- **Your assignment**:
What is needed is an exact copy of all the entries below.
*** Material for the task ***
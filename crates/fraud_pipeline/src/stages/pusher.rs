//! Publishes an accepted model to the run directory and the registry.

use bytes::Bytes;
use database::{ModelRole, put_new, read_from_object_store};
use fraud_structs::{
    ModelEvaluationArtifact, ModelPusherArtifact, ModelTrainerArtifact, PipelineResult, Stage,
};
use serde::Serialize;
use tracing::info;

use crate::context::PipelineContext;

pub const PUSHER_MODEL_FILE: &str = "saved_models/model.bin";

/// Stored next to every registered model.
#[derive(Debug, Serialize)]
struct ModelMetadata<'a> {
    run_id: &'a str,
    train_f1: f64,
    test_f1: f64,
    champion_f1: Option<f64>,
    improved_score: f64,
}

/// # Errors
///
/// Returns [`fraud_structs::PipelineError::RegistryRace`] if every version
/// slot attempt was taken concurrently, or a store error.
pub async fn run(
    context: &PipelineContext,
    trainer: &ModelTrainerArtifact,
    evaluation: &ModelEvaluationArtifact,
) -> PipelineResult<ModelPusherArtifact> {
    info!("=== Model pusher started ===");

    info!(path = %trainer.model_path(), "Step 1: Loading the accepted model");
    let model = read_from_object_store(context.store(), trainer.model_path()).await?;

    let pusher_path = context.stage_path(Stage::Pusher, PUSHER_MODEL_FILE);
    info!(path = %pusher_path, "Step 2: Saving model into the pusher directory");
    put_new(context.store(), &pusher_path, model.clone()).await?;

    info!("Step 3: Promoting model to the registry");
    let metadata = ModelMetadata {
        run_id: context.run.id(),
        train_f1: trainer.train_f1(),
        test_f1: trainer.test_f1(),
        champion_f1: evaluation.champion_f1(),
        improved_score: evaluation.improved_score(),
    };
    let metadata = Bytes::from(serde_json::to_vec_pretty(&metadata)?);

    let registry = context.registry();
    let version = registry.promote(model, Some(metadata)).await?;
    let registry_path = registry.model_path(version, ModelRole::Model);

    info!(version, path = %registry_path, "Model pusher completed");
    Ok(ModelPusherArtifact::new(pusher_path, version, registry_path))
}
//! Labeled feature matrix used for balancing, training and evaluation.

use fraud_structs::{ClassCounts, PipelineResult, SchemaError, TARGET_COLUMN, Table, schema};
use ndarray::{Array2, Axis, concatenate};

/// A dense feature matrix with one binary label per row.
#[derive(Debug, Clone, PartialEq)]
pub struct LabeledDataset {
    feature_names: Vec<String>,
    features: Array2<f64>,
    labels: Vec<u8>,
}

impl LabeledDataset {
    /// # Errors
    ///
    /// Returns an error if the matrix shape does not match the names and labels.
    pub fn new(
        feature_names: Vec<String>,
        features: Array2<f64>,
        labels: Vec<u8>,
    ) -> PipelineResult<Self> {
        if features.ncols() != feature_names.len() || features.nrows() != labels.len() {
            return Err(fraud_structs::PipelineError::Training(format!(
                "dataset shape mismatch: {}x{} features, {} names, {} labels",
                features.nrows(),
                features.ncols(),
                feature_names.len(),
                labels.len()
            )));
        }

        Ok(Self {
            feature_names,
            features,
            labels,
        })
    }

    /// Reads the named feature columns and the label column from a table.
    ///
    /// # Errors
    ///
    /// Returns a [`SchemaError`] if a column is missing or a cell is not numeric.
    pub fn from_table(table: &Table, feature_names: &[&str]) -> PipelineResult<Self> {
        let mut wanted: Vec<&str> = feature_names.to_vec();
        wanted.push(TARGET_COLUMN);
        let selected = table.select(&wanted, "labeled dataset")?;

        let n_features = feature_names.len();
        let mut features = Array2::<f64>::zeros((selected.len(), n_features));
        let mut labels = Vec::with_capacity(selected.len());

        for (row_index, row) in selected.rows().iter().enumerate() {
            for (column, cell) in row[..n_features].iter().enumerate() {
                features[[row_index, column]] =
                    schema::parse_float(cell).ok_or_else(|| SchemaError::InvalidValue {
                        column: feature_names[column].to_string(),
                        row: row_index,
                        value: cell.clone(),
                    })?;
            }

            let label_cell = &row[n_features];
            let label = match schema::parse_integer(label_cell) {
                Some(0) => 0,
                Some(1) => 1,
                _ => {
                    return Err(SchemaError::InvalidValue {
                        column: TARGET_COLUMN.to_string(),
                        row: row_index,
                        value: label_cell.clone(),
                    }
                    .into());
                }
            };
            labels.push(label);
        }

        Ok(Self {
            feature_names: feature_names.iter().map(|name| (*name).to_string()).collect(),
            features,
            labels,
        })
    }

    /// Feature columns followed by the label column.
    #[must_use]
    pub fn to_table(&self) -> Table {
        let columns = self
            .feature_names
            .iter()
            .cloned()
            .chain(std::iter::once(TARGET_COLUMN.to_string()))
            .collect();

        let rows = self
            .features
            .axis_iter(Axis(0))
            .zip(&self.labels)
            .map(|(row, label)| {
                row.iter()
                    .map(f64::to_string)
                    .chain(std::iter::once(label.to_string()))
                    .collect()
            })
            .collect();

        Table::new(columns, rows)
    }

    #[must_use]
    pub fn feature_names(&self) -> &[String] {
        &self.feature_names
    }

    #[must_use]
    pub const fn features(&self) -> &Array2<f64> {
        &self.features
    }

    #[must_use]
    pub fn labels(&self) -> &[u8] {
        &self.labels
    }

    #[must_use]
    pub fn len(&self) -> usize {
        self.labels.len()
    }

    #[must_use]
    pub fn is_empty(&self) -> bool {
        self.labels.is_empty()
    }

    #[must_use]
    pub fn class_counts(&self) -> ClassCounts {
        ClassCounts::from_labels(&self.labels)
    }

    /// Row indices holding `label`, in row order.
    #[must_use]
    pub fn indices_of(&self, label: u8) -> Vec<usize> {
        self.labels
            .iter()
            .enumerate()
            .filter(|&(_, &value)| value == label)
            .map(|(index, _)| index)
            .collect()
    }

    /// A new dataset made of the given rows, in the given order.
    #[must_use]
    pub fn select_rows(&self, indices: &[usize]) -> Self {
        Self {
            feature_names: self.feature_names.clone(),
            features: self.features.select(Axis(0), indices),
            labels: indices.iter().map(|&index| self.labels[index]).collect(),
        }
    }

    /// Appends synthetic rows with a single label.
    ///
    /// # Errors
    ///
    /// Returns an error if `rows` has a different number of columns.
    pub fn with_appended(&self, rows: &Array2<f64>, label: u8) -> PipelineResult<Self> {
        let features = concatenate(Axis(0), &[self.features.view(), rows.view()])
            .map_err(|err| fraud_structs::PipelineError::Training(err.to_string()))?;

        let mut labels = self.labels.clone();
        labels.extend(std::iter::repeat_n(label, rows.nrows()));

        Ok(Self {
            feature_names: self.feature_names.clone(),
            features,
            labels,
        })
    }
}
*** End of Material for the task ***
- **Task output**:
filename crates/fraud_pipeline/src/stages/pusher.rs
//! Publishes an accepted model to the run directory and the registry.

use bytes::Bytes;
use database::{ModelRole, put_new, read_from_object_store};
use fraud_structs::{
    ModelEvaluationArtifact, ModelPusherArtifact, ModelTrainerArtifact, PipelineResult, Stage,
};
use serde::Serialize;
use tracing::info;

use crate::context::PipelineContext;

pub const PUSHER_MODEL_FILE: &str = "saved_models/model.bin";

/// Stored next to every registered model.
#[derive(Debug, Serialize)]
struct ModelMetadata<'a> {
    run_id: &'a str,
    train_f1: f64,
    test_f1: f64,
    champion_f1: Option<f64>,
    improved_score: f64,
}

/// # Errors
///
/// Returns [`fraud_structs::PipelineError::RegistryRace`] if every version
/// slot attempt was taken concurrently, or a store error.
pub async fn run(
    context: &PipelineContext,
    trainer: &ModelTrainerArtifact,
    evaluation: &ModelEvaluationArtifact,
) -> PipelineResult<ModelPusherArtifact> {
    info!("=== Model pusher started ===");

    info!(path = %trainer.model_path(), "Step 1: Loading the accepted model");
    let model = read_from_object_store(context.store(), trainer.model_path()).await?;

    let pusher_path = context.stage_path(Stage::Pusher, PUSHER_MODEL_FILE);
    info!(path = %pusher_path, "Step 2: Saving model into the pusher directory");
    put_new(context.store(), &pusher_path, model.clone()).await?;

    info!("Step 3: Promoting model to the registry");
    let metadata = ModelMetadata {
        run_id: context.run.id(),
        train_f1: trainer.train_f1(),
        test_f1: trainer.test_f1(),
        champion_f1: evaluation.champion_f1(),
        improved_score: evaluation.improved_score(),
    };
    let metadata = Bytes::from(serde_json::to_vec_pretty(&metadata)?);

    let registry = context.registry();
    let version = registry.promote(model, Some(metadata)).await?;
    let registry_path = registry.model_path(version, ModelRole::Model);

    info!(version, path = %registry_path, "Model pusher completed");
    Ok(ModelPusherArtifact::new(pusher_path, version, registry_path))
}
//! Labeled feature matrix used for balancing, training and evaluation.

use fraud_structs::{ClassCounts, PipelineResult, SchemaError, TARGET_COLUMN, Table, schema};
use ndarray::{Array2, Axis, concatenate};

/// A dense feature matrix with one binary label per row.
#[derive(Debug, Clone, PartialEq)]
pub struct LabeledDataset {
    feature_names: Vec<String>,
    features: Array2<f64>,
    labels: Vec<u8>,
}

impl LabeledDataset {
    /// # Errors
    ///
    /// Returns an error if the matrix shape does not match the names and labels.
    pub fn new(
        feature_names: Vec<String>,
        features: Array2<f64>,
        labels: Vec<u8>,
    ) -> PipelineResult<Self> {
        if features.ncols() != feature_names.len() || features.nrows() != labels.len() {
            return Err(fraud_structs::PipelineError::Training(format!(
                "dataset shape mismatch: {}x{} features, {} names, {} labels",
                features.nrows(),
                features.ncols(),
                feature_names.len(),
                labels.len()
            )));
        }

        Ok(Self {
            feature_names,
            features,
            labels,
        })
    }

    /// Reads the named feature columns and the label column from a table.
    ///
    /// # Errors
    ///
    /// Returns a [`SchemaError`] if a column is missing or a cell is not numeric.
    pub fn from_table(table: &Table, feature_names: &[&str]) -> PipelineResult<Self> {
        let mut wanted: Vec<&str> = feature_names.to_vec();
        wanted.push(TARGET_COLUMN);
        let selected = table.select(&wanted, "labeled dataset")?;

        let n_features = feature_names.len();
        let mut features = Array2::<f64>::zeros((selected.len(), n_features));
        let mut labels = Vec::with_capacity(selected.len());

        for (row_index, row) in selected.rows().iter().enumerate() {
            for (column, cell) in row[..n_features].iter().enumerate() {
                features[[row_index, column]] =
                    schema::parse_float(cell).ok_or_else(|| SchemaError::InvalidValue {
                        column: feature_names[column].to_string(),
                        row: row_index,
                        value: cell.clone(),
                    })?;
            }

            let label_cell = &row[n_features];
            let label = match schema::parse_integer(label_cell) {
                Some(0) => 0,
                Some(1) => 1,
                _ => {
                    return Err(SchemaError::InvalidValue {
                        column: TARGET_COLUMN.to_string(),
                        row: row_index,
                        value: label_cell.clone(),
                    }
                    .into());
                }
            };
            labels.push(label);
        }

        Ok(Self {
            feature_names: feature_names.iter().map(|name| (*name).to_string()).collect(),
            features,
            labels,
        })
    }

    /// Feature columns followed by the label column.
    #[must_use]
    pub fn to_table(&self) -> Table {
        let columns = self
            .feature_names
            .iter()
            .cloned()
            .chain(std::iter::once(TARGET_COLUMN.to_string()))
            .collect();

        let rows = self
            .features
            .axis_iter(Axis(0))
            .zip(&self.labels)
            .map(|(row, label)| {
                row.iter()
                    .map(f64::to_string)
                    .chain(std::iter::once(label.to_string()))
                    .collect()
            })
            .collect();

        Table::new(columns, rows)
    }

    #[must_use]
    pub fn feature_names(&self) -> &[String] {
        &self.feature_names
    }

    #[must_use]
    pub const fn features(&self) -> &Array2<f64> {
        &self.features
    }

    #[must_use]
    pub fn labels(&self) -> &[u8] {
        &self.labels
    }

    #[must_use]
    pub fn len(&self) -> usize {
        self.labels.len()
    }

    #[must_use]
    pub fn is_empty(&self) -> bool {
        self.labels.is_empty()
    }

    #[must_use]
    pub fn class_counts(&self) -> ClassCounts {
        ClassCounts::from_labels(&self.labels)
    }

    /// Row indices holding `label`, in row order.
    #[must_use]
    pub fn indices_of(&self, label: u8) -> Vec<usize> {
        self.labels
            .iter()
            .enumerate()
            .filter(|&(_, &value)| value == label)
            .map(|(index, _)| index)
            .collect()
    }

    /// A new dataset made of the given rows, in the given order.
    #[must_use]
    pub fn select_rows(&self, indices: &[usize]) -> Self {
        Self {
            feature_names: self.feature_names.clone(),
            features: self.features.select(Axis(0), indices),
            labels: indices.iter().map(|&index| self.labels[index]).collect(),
        }
    }

    /// Appends synthetic rows with a single label.
    ///
    /// # Errors
    ///
    /// Returns an error if `rows` has a different number of columns.
    pub fn with_appended(&self, rows: &Array2<f64>, label: u8) -> PipelineResult<Self> {
        let features = concatenate(Axis(0), &[self.features.view(), rows.view()])
            .map_err(|err| fraud_structs::PipelineError::Training(err.to_string()))?;

        let mut labels = self.labels.clone();
        labels.extend(std::iter::repeat_n(label, rows.nrows()));

        Ok(Self {
            feature_names: self.feature_names.clone(),
            features,
            labels,
        })
    }
}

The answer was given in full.